Does OnlyKey support OATH-HOTP? I searched throughout the complete site, and only could find OATH-TOTP.

Thanks in advance

No two factor methods supported are TOTP, Yubikey OTP, and FIDO2

That is a pity! And quite a disappointment. I bought the onlykey because it seemed to support almost all prevalent authentication protocols. At my university OATH-HOTP is used for all online services, and I need to login a lot being a lecturer…

About the future: it it expected to be added? Is it a matter of a firmware upgrade, or does it require hardware changes to the onlykey?

It is not an expected feature. We do not support this as its so rarely used, that is very interesting that your university uses HOTP for all online services, I have never seen it deployed widely like that. Usually TOTP is used.

Added this thread to feature requests. If there are is wide interest in this feature we would consider adding it. If anyone else is interested please like post here.

1 Like

Ah, it is utrecht university, the 2nd largest Dutch university.

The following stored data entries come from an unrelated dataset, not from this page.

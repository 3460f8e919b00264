use axum::extract::{Request, State};
use axum::middleware::Next;
use axum::response::Response;
use axum_extra::headers::authorization::Bearer;
use axum_extra::headers::{Authorization, HeaderMapExt};

use crate::auth::extractor::{CurrentUser, Identity};
use crate::auth::jwt;
use crate::state::SharedState;

/// Decode the bearer token if there is one and attach the resulting [`Identity`].
/// A bad or expired token never rejects the request; it just leaves the caller anonymous.
pub async fn attach_identity(
    State(state): State<SharedState>,
    mut req: Request,
    next: Next,
) -> Response {
    let identity = match req.headers().typed_get::<Authorization<Bearer>>() {
        Some(Authorization(bearer)) => {
            match jwt::decode_token(bearer.token(), &state.config.jwt_secret) {
                Ok(claims) => Identity::authenticated(CurrentUser::from(claims)),
                Err(e) => {
                    tracing::debug!(reason = %e, "ignoring bearer token");
                    Identity::anonymous()
                }
            }
        }
        None => Identity::anonymous(),
    };

    req.extensions_mut().insert(identity);
    next.run(req).await
}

They use OATH-HOTP for everything, since january 2021. If you support it, you have 37,000 additional potential users (30,000 students, 7000 employees).

I am amazed that a UNI in 2021 will introduce this old, unsecure standard. yubico: What are the drawbacks of HOTP?
TOTP, U2F and especially WebAuthn (FIDO2) is the way to go 2021.

And of course sk-ssh-ed25519 for terminal login. Longingly awaiting Debian Bullseye release to upgrade my servers.

If that is true, that is indeed remarkable. Thanks for the link.

No, it would only require some minor changes to the firmware and the OnlyKey apps.